La agogé, “conducción”, era el sistema militar con el que eran educados los niños espartanos. En realidad, se trataba de un rígido método impulsado por el Estado, destinado a hacer de cada ciudadano un guerrero perfecto, una máquina de guerra. La verdad, la práctica de la eugenesia como política de estado. Al nacer, cuenta Jenofonte en su Constitución de los lacedemonios, el bebé era cuidadosamente revisado por un comité de ancianos. Si había nacido débil o con algún defecto físico, era arrojado sin más del monte Taigeto, cercano a la ciudad. Si era fuerte y robusto, de inmediato era separado de sus padres. Unas nodrizas lo criaban desnudo para que desarrollara resistencia al frío y se le bañaba con vino pues se creía que lo hacía más fuerte. Al niño se le acostumbraba a no temer a la oscuridad y no se le pasaba el menor capricho. A partir de los siete años y hasta los veinte, se le designaba un tutor que lo enseñaba a leer y a escribir, a cantar poemas guerreros y sobre todo a fortalecer su cuerpo en los deportes y el atletismo, especialmente en la lucha y la equitación. No debe extrañarnos que este sistema de educación militar, abiertamente opuesto al liberal e individualista de Atenas, convirtiera a Esparta en una ciudad cuartel, y claro, en una potencia militar.
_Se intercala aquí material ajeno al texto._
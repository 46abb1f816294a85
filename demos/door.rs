//! Door Lock
//!
//! This demo embeds the engine in a domain type by composition. The `Door`
//! owns an engine and forwards the operations it needs; its callbacks close
//! over the door's own shared counters.
//!
//! Key concepts:
//! - Symbolic states and inputs via `symbol_enum!`
//! - Input, transition, entry and exit actions
//! - Rejected inputs leave the state unchanged
//!
//! Run with: RUST_LOG=fsmkit=debug cargo run --example door

use fsmkit::builder::EngineBuilder;
use fsmkit::engine::{Engine, ProcessError};
use fsmkit::{symbol_enum, ConfigError};
use std::sync::atomic::{AtomicUsize, Ordering};
use std::sync::Arc;
use tracing_subscriber::EnvFilter;

symbol_enum! {
    enum DoorState {
        Opened,
        Closed,
        Locked,
    }
}

symbol_enum! {
    enum DoorInput {
        Open,
        Close,
        Lock,
        Unlock,
    }
}

#[derive(Default)]
struct Counters {
    unlocks: AtomicUsize,
    closings: AtomicUsize,
}

struct Door {
    engine: Engine<DoorState, DoorInput, String>,
    counters: Arc<Counters>,
}

impl Door {
    fn new() -> Result<Self, ConfigError> {
        let counters = Arc::new(Counters::default());
        let unlocks = Arc::clone(&counters);
        let closings = Arc::clone(&counters);

        let engine = EngineBuilder::new()
            .states(DoorState::ALL.iter().copied())
            .inputs(DoorInput::ALL.iter().copied())
            .history(16)
            .rule(DoorState::Opened, DoorInput::Close, DoorState::Closed)?
            .rule(DoorState::Closed, DoorInput::Open, DoorState::Opened)?
            .rule(DoorState::Closed, DoorInput::Lock, DoorState::Locked)?
            .rule_with_action(
                DoorState::Locked,
                DoorInput::Unlock,
                DoorState::Closed,
                move || -> Result<(), String> {
                    unlocks.unlocks.fetch_add(1, Ordering::SeqCst);
                    println!("unlocking action.");
                    Ok(())
                },
            )?
            .transition_action(DoorState::Closed, DoorState::Opened, || -> Result<(), String> {
                println!("open action.");
                Ok(())
            })?
            .entry_action(DoorState::Closed, move || -> Result<(), String> {
                closings.closings.fetch_add(1, Ordering::SeqCst);
                println!("close entry action.");
                Ok(())
            })?
            .exit_action(DoorState::Closed, || -> Result<(), String> {
                println!("close exit action.");
                Ok(())
            })?
            .build()?;

        Ok(Self { engine, counters })
    }

    fn press(&self, input: DoorInput) -> Result<(), ProcessError<String>> {
        self.engine.process(input)
    }

    fn state(&self) -> DoorState {
        self.engine.state()
    }
}

fn main() -> Result<(), ConfigError> {
    tracing_subscriber::fmt()
        .with_env_filter(EnvFilter::from_default_env())
        .init();

    println!("=== Door Lock Example ===\n");

    let door = Door::new()?;

    let script = [
        DoorInput::Close,
        DoorInput::Lock,
        DoorInput::Unlock,
        DoorInput::Open,
        // rejected: an open door cannot be locked
        DoorInput::Lock,
        DoorInput::Close,
        // rejected: a closed door is not locked
        DoorInput::Unlock,
    ];

    for input in script {
        match door.press(input) {
            Ok(()) => println!("{:?} -> {:?}\n", input, door.state()),
            Err(e) => println!("{:?} rejected: {} (still {:?})\n", input, e, door.state()),
        }
    }

    let history = door.engine.history();
    println!("Path: {:?}", history.get_path());
    println!(
        "Unlocks: {}, closings: {}",
        door.counters.unlocks.load(Ordering::SeqCst),
        door.counters.closings.load(Ordering::SeqCst)
    );

    println!("\n=== Example Complete ===");
    Ok(())
}
//! Side-effecting callbacks and their registries.
//!
//! # Key Concepts
//!
//! - **Action**: a zero-argument callback returning `Result<(), E>`
//! - **Phase**: exit, input, transition or entry; fixes when a callback runs
//! - **ActionRegistry**: ordered callback lists under a key
//!
//! Registration order is execution order within every registry.

mod action;
mod registry;

pub use action::{Action, Phase, SharedAction};
pub use registry::ActionRegistry;
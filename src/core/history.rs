//! Bounded record of committed transitions.

use chrono::{DateTime, Utc};
use serde::{Deserialize, Serialize};
use std::collections::VecDeque;
use std::time::Duration;

/// Record of a single committed transition.
///
/// A record is written when the engine commits the new state, so a step whose
/// transition or entry action later failed is still recorded, while a step
/// vetoed by an exit or input action is not.
///
/// # Example
///
/// ```rust
/// use fsmkit::core::StateTransition;
/// use chrono::Utc;
///
/// let transition = StateTransition {
///     from: 0u32,
///     input: 3u32,
///     to: 1u32,
///     timestamp: Utc::now(),
/// };
/// assert!(!transition.is_self_loop());
/// ```
#[derive(Clone, Debug, PartialEq, Serialize, Deserialize)]
pub struct StateTransition<S, I> {
    /// The state being left
    pub from: S,
    /// The input that triggered the transition
    pub input: I,
    /// The state committed to
    pub to: S,
    /// When the commit happened
    pub timestamp: DateTime<Utc>,
}

impl<S: PartialEq, I> StateTransition<S, I> {
    pub fn is_self_loop(&self) -> bool {
        self.from == self.to
    }
}

/// Ordered, bounded history of transitions.
///
/// Once `limit` records are held, recording another drops the oldest.
///
/// # Example
///
/// ```rust
/// use fsmkit::core::{StateHistory, StateTransition};
/// use chrono::Utc;
///
/// let mut history = StateHistory::with_limit(8);
/// history.record(StateTransition { from: 0u32, input: 0u32, to: 1, timestamp: Utc::now() });
/// history.record(StateTransition { from: 1, input: 1, to: 2, timestamp: Utc::now() });
///
/// let path = history.get_path();
/// assert_eq!(path, vec![&0u32, &1, &2]);
/// ```
#[derive(Clone, Debug, Serialize, Deserialize)]
pub struct StateHistory<S, I> {
    limit: usize,
    transitions: VecDeque<StateTransition<S, I>>,
}

impl<S, I> StateHistory<S, I> {
    /// Create an empty history holding at most `limit` records.
    pub fn with_limit(limit: usize) -> Self {
        Self {
            limit,
            transitions: VecDeque::new(),
        }
    }

    /// Append a transition, evicting the oldest record when full.
    pub fn record(&mut self, transition: StateTransition<S, I>) {
        if self.limit == 0 {
            return;
        }
        while self.transitions.len() >= self.limit {
            self.transitions.pop_front();
        }
        self.transitions.push_back(transition);
    }

    /// Get the path of states traversed.
    ///
    /// Returns the `from` state of the oldest retained record, then the `to`
    /// state of each record. Empty when nothing has been recorded.
    pub fn get_path(&self) -> Vec<&S> {
        let mut path = Vec::new();
        if let Some(first) = self.transitions.front() {
            path.push(&first.from);
        }
        for transition in &self.transitions {
            path.push(&transition.to);
        }
        path
    }

    /// Time between the oldest and newest retained records.
    pub fn duration(&self) -> Option<Duration> {
        let (first, last) = (self.transitions.front()?, self.transitions.back()?);
        last.timestamp
            .signed_duration_since(first.timestamp)
            .to_std()
            .ok()
    }

    /// Retained records, oldest first.
    pub fn transitions(&self) -> impl Iterator<Item = &StateTransition<S, I>> {
        self.transitions.iter()
    }

    pub fn last(&self) -> Option<&StateTransition<S, I>> {
        self.transitions.back()
    }

    pub fn len(&self) -> usize {
        self.transitions.len()
    }

    pub fn is_empty(&self) -> bool {
        self.transitions.is_empty()
    }

    pub fn limit(&self) -> usize {
        self.limit
    }

    pub fn clear(&mut self) {
        self.transitions.clear();
    }
}
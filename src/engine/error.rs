//! Errors returned from a processing step.

use crate::actions::Phase;
use thiserror::Error;

/// Errors from [`Engine::process`](crate::engine::Engine::process).
///
/// `UndefinedInput`, `NoRuleForState` and `NoRuleForInput` are operational:
/// the step was rejected and the current state is untouched. `Action` carries
/// a callback's failure value exactly as the callback returned it.
#[derive(Debug, Clone, Error, PartialEq)]
pub enum ProcessError<E> {
    #[error("undefined input '{input}'")]
    UndefinedInput { input: String },

    #[error("no rules left for current state '{state}'")]
    NoRuleForState { state: String },

    #[error("no rule for ('{state}', '{input}') pair")]
    NoRuleForInput { state: String, input: String },

    #[error("{phase} action failed: {error}")]
    Action { phase: Phase, error: E },
}

impl<E> ProcessError<E> {
    /// True when no rule matched the current state and input.
    pub fn is_no_transition(&self) -> bool {
        matches!(
            self,
            ProcessError::NoRuleForState { .. } | ProcessError::NoRuleForInput { .. }
        )
    }

    /// True when the state change happened before the failure was reported.
    pub fn is_committed(&self) -> bool {
        self.phase().is_some_and(|phase| phase.is_post_commit())
    }

    /// The phase of the failing callback, if a callback failed.
    pub fn phase(&self) -> Option<Phase> {
        match self {
            ProcessError::Action { phase, .. } => Some(*phase),
            _ => None,
        }
    }

    /// The callback's failure value, if a callback failed.
    pub fn into_action_error(self) -> Option<E> {
        match self {
            ProcessError::Action { error, .. } => Some(error),
            _ => None,
        }
    }
}
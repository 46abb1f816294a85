//! Callback capability and execution phases.

use std::fmt;
use std::sync::Arc;

/// A side-effecting callback run by the engine.
///
/// The engine treats an action opaquely: it invokes it and forwards any
/// failure value unchanged. Every `Fn() -> Result<(), E> + Send + Sync`
/// closure is an action, so most hosts never implement this by hand.
///
/// # Example
///
/// ```rust
/// use fsmkit::actions::Action;
/// use std::sync::atomic::{AtomicUsize, Ordering};
///
/// struct Counter(AtomicUsize);
///
/// impl Action<String> for Counter {
///     fn invoke(&self) -> Result<(), String> {
///         self.0.fetch_add(1, Ordering::SeqCst);
///         Ok(())
///     }
/// }
///
/// let counter = Counter(AtomicUsize::new(0));
/// counter.invoke().unwrap();
/// assert_eq!(counter.0.load(Ordering::SeqCst), 1);
///
/// let refuse = || -> Result<(), String> { Err("jammed".to_string()) };
/// assert_eq!(refuse.invoke(), Err("jammed".to_string()));
/// ```
pub trait Action<E>: Send + Sync {
    fn invoke(&self) -> Result<(), E>;
}

impl<E, F> Action<E> for F
where
    F: Fn() -> Result<(), E> + Send + Sync,
{
    fn invoke(&self) -> Result<(), E> {
        self()
    }
}

/// Type alias for stored actions.
/// Shared so one callback can be registered under several keys.
pub type SharedAction<E> = Arc<dyn Action<E>>;

/// Which callback category is running.
///
/// Exit and input actions run before the new state is committed and can veto
/// the step. Transition and entry actions run after the commit.
#[derive(Clone, Copy, Debug, PartialEq, Eq, Hash)]
pub enum Phase {
    Exit,
    Input,
    Transition,
    Entry,
}

impl Phase {
    /// True for phases that run after the state change is committed.
    pub fn is_post_commit(&self) -> bool {
        matches!(self, Self::Transition | Self::Entry)
    }
}

impl fmt::Display for Phase {
    fn fmt(&self, f: &mut fmt::Formatter<'_>) -> fmt::Result {
        let name = match self {
            Self::Exit => "exit",
            Self::Input => "input",
            Self::Transition => "transition",
            Self::Entry => "entry",
        };
        f.write_str(name)
    }
}
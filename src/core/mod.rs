//! Core state machine types.
//!
//! This module contains the declarative half of a machine:
//! - Identifiers via the `Symbol` trait
//! - Compact bitset membership for states and inputs
//! - State and input registries
//! - The deterministic transition table
//! - Bounded transition history
//!
//! Nothing in this module runs callbacks or knows about the engine.

mod bitset;
mod error;
mod history;
mod registry;
mod symbol;
mod table;

pub use bitset::CompactSet;
pub use error::ConfigError;
pub use history::{StateHistory, StateTransition};
pub use registry::{InputAlphabet, StateKind, StateRegistry};
pub use symbol::Symbol;
pub use table::{RuleMiss, TransitionTable};
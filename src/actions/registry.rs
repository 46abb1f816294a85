//! Ordered callback lists keyed by state, state pair or (state, input).

use super::action::SharedAction;
use std::collections::HashMap;
use std::hash::Hash;

/// Callbacks grouped by key, each group kept in registration order.
///
/// Looking up a key with nothing registered is not an error: it yields an
/// empty slice, which is the common case.
///
/// The engine keeps four of these: entry and exit actions keyed by a state,
/// input actions keyed by `(state, input)` and transition actions keyed by
/// `(source, target)`.
pub struct ActionRegistry<K, E> {
    actions: HashMap<K, Vec<SharedAction<E>>>,
}

impl<K: Eq + Hash, E> ActionRegistry<K, E> {
    pub fn new() -> Self {
        Self {
            actions: HashMap::new(),
        }
    }

    /// Append `action` to the list for `key`, creating the list on first use.
    pub fn register(&mut self, key: K, action: SharedAction<E>) {
        self.actions.entry(key).or_default().push(action);
    }

    /// Callbacks for `key` in registration order.
    pub fn lookup(&self, key: &K) -> &[SharedAction<E>] {
        self.actions.get(key).map(Vec::as_slice).unwrap_or(&[])
    }

    /// Run the callbacks for `key` in order, stopping at the first failure.
    pub fn run(&self, key: &K) -> Result<(), E> {
        self.lookup(key).iter().try_for_each(|action| action.invoke())
    }

    /// Total number of callbacks across all keys.
    pub fn len(&self) -> usize {
        self.actions.values().map(Vec::len).sum()
    }

    pub fn is_empty(&self) -> bool {
        self.actions.is_empty()
    }
}

impl<K: Eq + Hash, E> Default for ActionRegistry<K, E> {
    fn default() -> Self {
        Self::new()
    }
}
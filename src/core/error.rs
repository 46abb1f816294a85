//! Configuration errors raised while declaring a machine.

use thiserror::Error;

/// Errors from registering states, inputs, rules and actions.
///
/// These are host programming mistakes detected at registration time. They are
/// returned rather than raised so the host decides between failing fast and
/// logging and continuing.
#[derive(Debug, Clone, Error, PartialEq, Eq)]
pub enum ConfigError {
    #[error("undefined state '{state}'")]
    UndefinedState { state: String },

    #[error("undefined input '{input}'")]
    UndefinedInput { input: String },

    #[error("initial state already set to '{existing}', cannot also mark '{state}' initial")]
    DuplicateInitialState { existing: String, state: String },

    #[error("rule for ('{state}', '{input}') already targets '{target}'")]
    DuplicateRule {
        state: String,
        input: String,
        target: String,
    },

    #[error("no states declared. Add at least one state before building")]
    NoStates,

    #[error("identifier index {index} is out of range (limit {limit})")]
    IndexTooLarge { index: usize, limit: usize },
}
La historia es conocida. Esta superioridad militar se hizo patente en la Guerra del Peloponeso, cuando Esparta supo aplastar a Atenas, sometiéndola e imponiéndole un gobierno títere, una dictadura. Sin embargo, esta ciudad cuartel era económica y culturalmente inviable, y aquella orgullosa Esparta guerrera decayó con los años hasta convertirse en lo que es hoy, un pequeño pueblo junto a un montón de piedras. Atenas en cambio se recuperó y recobró su antiguo prestigio, y volvió a ser lo que todavía es: la cuna de la civilización, una de las capitales de la cultura europea.